Pour la première fois de son histoire, le Sénégal a un président marié à deux épouses. Dans un pays où 35% des ménages sont polygames, l'annonce réactive les dissensions entre les féministes qui estiment que le modèle polygame est un choix parmi d'autres pour les femmes et celles qui considèrent que la polygamie est nécessairement cause et conséquence d'inégalités de genre structurelles.

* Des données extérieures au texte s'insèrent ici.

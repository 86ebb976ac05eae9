//! Document state management.

use ropey::Rope;
use tower_lsp::lsp_types::{Position, TextDocumentContentChangeEvent};

use crate::error::DocumentError;

/// An open document in the editor.
pub struct Document {
    /// The document content as a rope for efficient editing.
    pub rope: Rope,
    /// Document version for incremental sync.
    pub version: i32,
}

impl Document {
    /// Create a new document from content.
    pub fn new(content: &str, version: i32) -> Self {
        Self {
            rope: Rope::from_str(content),
            version,
        }
    }

    /// Apply a content change from the editor.
    ///
    /// The version is recorded even when the edit is rejected, so a later
    /// full-text change brings the document back in sync.
    pub fn apply_change(
        &mut self,
        change: &TextDocumentContentChangeEvent,
        version: i32,
    ) -> Result<(), DocumentError> {
        self.version = version;

        let Some(range) = change.range else {
            self.rope = Rope::from_str(&change.text);
            return Ok(());
        };

        let start = self.strict_offset(range.start)?;
        let end = self.strict_offset(range.end)?;
        if start > end {
            return Err(DocumentError::InvertedRange { start, end });
        }

        self.rope.remove(start..end);
        self.rope.insert(start, &change.text);
        Ok(())
    }

    /// Get the document content as a string.
    pub fn content(&self) -> String {
        self.rope.to_string()
    }

    /// Convert an LSP position to a character offset.
    ///
    /// `pos.character` counts UTF-16 code units. Lines past the end map to
    /// the end of the document, columns past the end of a line map to the
    /// end of that line, and a column inside a surrogate pair maps to the
    /// character it belongs to.
    pub fn position_to_offset(&self, pos: Position) -> usize {
        let line = pos.line as usize;
        if line >= self.rope.len_lines() {
            return self.rope.len_chars();
        }

        let slice = self.rope.line(line);
        let line_cu = slice.char_to_utf16_cu(self.line_len(line));
        let col = slice.utf16_cu_to_char((pos.character as usize).min(line_cu));
        self.rope.line_to_char(line) + col
    }

    /// Convert a character offset to an LSP position in UTF-16 code units.
    pub fn offset_to_position(&self, offset: usize) -> Position {
        let offset = offset.min(self.rope.len_chars());
        let line = self.rope.char_to_line(offset);
        let line_start = self.rope.line_to_char(line);
        let character = self.rope.line(line).char_to_utf16_cu(offset - line_start);
        Position::new(line as u32, character as u32)
    }

    /// Like [`Self::position_to_offset`], but refuses lines that do not exist.
    fn strict_offset(&self, pos: Position) -> Result<usize, DocumentError> {
        let lines = self.rope.len_lines();
        if pos.line as usize >= lines {
            return Err(DocumentError::LineOutOfRange {
                line: pos.line,
                lines,
            });
        }
        Ok(self.position_to_offset(pos))
    }

    /// Number of characters on `line`, excluding its line ending.
    fn line_len(&self, line: usize) -> usize {
        let slice = self.rope.line(line);
        let mut len = slice.len_chars();
        if len > 0 && slice.char(len - 1) == '\n' {
            len -= 1;
            if len > 0 && slice.char(len - 1) == '\r' {
                len -= 1;
            }
        }
        len
    }
}

#[cfg(test)]
mod tests {
    use super::*;
    use tower_lsp::lsp_types::Range;

    fn edit(start: (u32, u32), end: (u32, u32), text: &str) -> TextDocumentContentChangeEvent {
        TextDocumentContentChangeEvent {
            range: Some(Range::new(
                Position::new(start.0, start.1),
                Position::new(end.0, end.1),
            )),
            range_length: None,
            text: text.to_string(),
        }
    }

    #[test]
    fn test_position_to_offset() {
        let doc = Document::new("pipeline {\n  agent any\n}", 1);
        assert_eq!(doc.position_to_offset(Position::new(0, 0)), 0);
        assert_eq!(doc.position_to_offset(Position::new(1, 2)), 13);
        assert_eq!(doc.position_to_offset(Position::new(2, 0)), 23);
    }

    #[test]
    fn test_position_to_offset_clamps() {
        let doc = Document::new("stages {\r\n}", 1);
        // Column past the line ending stays on the line.
        assert_eq!(doc.position_to_offset(Position::new(0, 40)), 8);
        // Last line without a newline keeps its final character reachable.
        assert_eq!(doc.position_to_offset(Position::new(1, 1)), 11);
        assert_eq!(doc.position_to_offset(Position::new(9, 0)), 11);
    }

    #[test]
    fn test_columns_count_utf16_code_units() {
        let doc = Document::new("// 🚀\nstage('🚀 Deploy') { steps {} }", 1);
        // Line 1 starts at char 5; the rocket takes two code units.
        assert_eq!(doc.position_to_offset(Position::new(1, 7)), 12);
        assert_eq!(doc.position_to_offset(Position::new(1, 9)), 13);
        assert_eq!(doc.position_to_offset(Position::new(1, 25)), 29);
        // Inside the surrogate pair resolves to the rocket itself.
        assert_eq!(doc.position_to_offset(Position::new(1, 8)), 12);
        // Past the end of the first line stops before the newline.
        assert_eq!(doc.position_to_offset(Position::new(0, 10)), 4);

        assert_eq!(doc.offset_to_position(13), Position::new(1, 9));
        assert_eq!(doc.offset_to_position(4), Position::new(0, 5));
    }

    #[test]
    fn test_offset_to_position() {
        let doc = Document::new("pipeline {\n  agent any\n}", 1);
        assert_eq!(doc.offset_to_position(13), Position::new(1, 2));
        assert_eq!(doc.offset_to_position(1000), Position::new(2, 1));
    }

    #[test]
    fn test_full_change_replaces_text() {
        let mut doc = Document::new("agent any", 1);
        let change = TextDocumentContentChangeEvent {
            range: None,
            range_length: None,
            text: "post {}".to_string(),
        };
        doc.apply_change(&change, 2).unwrap();
        assert_eq!(doc.content(), "post {}");
        assert_eq!(doc.version, 2);
    }

    #[test]
    fn test_ranged_change() {
        let mut doc = Document::new("pipeline {\n  agent any\n}", 1);
        doc.apply_change(&edit((1, 8), (1, 11), "none"), 2).unwrap();
        assert_eq!(doc.content(), "pipeline {\n  agent none\n}");

        doc.apply_change(&edit((2, 1), (2, 1), "\n"), 3).unwrap();
        assert_eq!(doc.content(), "pipeline {\n  agent none\n}\n");
    }

    #[test]
    fn test_rejected_changes() {
        let mut doc = Document::new("when {}", 1);

        let err = doc.apply_change(&edit((3, 0), (3, 1), "x"), 2).unwrap_err();
        assert_eq!(err, DocumentError::LineOutOfRange { line: 3, lines: 1 });

        let err = doc.apply_change(&edit((0, 4), (0, 1), "x"), 3).unwrap_err();
        assert_eq!(err, DocumentError::InvertedRange { start: 4, end: 1 });

        assert_eq!(doc.content(), "when {}");
        assert_eq!(doc.version, 3);
    }
}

Mardi 2 avril, après avoir prêté serment “devant Dieu et devant la nation sénégalaise”, Bassirou Diomaye Faye a été intronisé président du Sénégal. Suppléant méconnu de l’opposant Ousmane Sonko, qu’il a dû remplacer au pied levé dans la course présidentielle en raison de son inéligibilité, celui qui a été élu président à 44 ans a promis un “changement systémique” de société, en se portant garant d’une “démocratie renforcée” et d’une “justice indépendante”. Si cet outsider qui porte l’espoir de la jeunesse est devenu le plus jeune chef d’état du Sénégal, Bassirou Diomaye Faye en est aussi le premier polygame.

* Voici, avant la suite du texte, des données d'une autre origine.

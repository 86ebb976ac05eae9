//! Jenkinsfile Language Server Library
//!
//! Hover documentation for the sections and directives of declarative
//! Jenkins pipelines (`agent`, `stages`, `when`, ...).

mod document;
mod error;
mod hover;
pub mod keywords;
mod server;
pub mod word;

pub use server::JenkinsfileLanguageServer;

À ses côtés, mardi, se tenaient ses deux épouses : Marie Khone Faye et Absa Faye. La révélation publique de ce statut marital, quelques jours avant le premier tour de la présidentielle, le 24 mars, où il a obtenu 54 % des voix, a été l’occasion de tweets enthousiastes de certains hommes, dans un pays où, selon les chiffres officiels, 35 % des ménages sont polygames.
Pour décrypter ce sujet, Causette a demandé, le 26 mars, une interview au sujet de la polygamie au Sénégal à la chercheuse Fatou Sow Sarr, sociologue féministe et fondatrice du laboratoire Genre et recherche scientifique de l’Institut fondamental d’Afrique noire (Ifan) rattaché à l’université Cheikh-Anta-Diop de Dakar. Bien que l’universitaire ait accepté, en 2018, de commenter dans les colonnes du Monde le sujet sous l’angle de l’attrait que pouvait susciter le modèle polygame pour une nouvelle génération de femmes instruites, mais pas à l’abri des pressions sociales quant au mariage, Fatou Sow Sarr a refusé, via un tweet, notre demande d’interview. “La polygamie, la monogamie, la polyandrie sont des modèles matrimoniaux déterminés par l’histoire et la culture de chaque peuple. Ces modèles sont aujourd’hui concurrencés par les mariages homosexuels”, écrivait-elle, entraînant avec elle de nombreux tweets critiques à propos de notre demande d’interview. Dans un second tweet, Fatou Sow Sarr se fait plus explicite : “Ma pensée profondément est que l’Occident n’a aucune légitimité pour juger de nos cultures.” Précisément la raison pour laquelle nous avions jugé bon de l’interviewer elle pour se livrer à ce décryptage.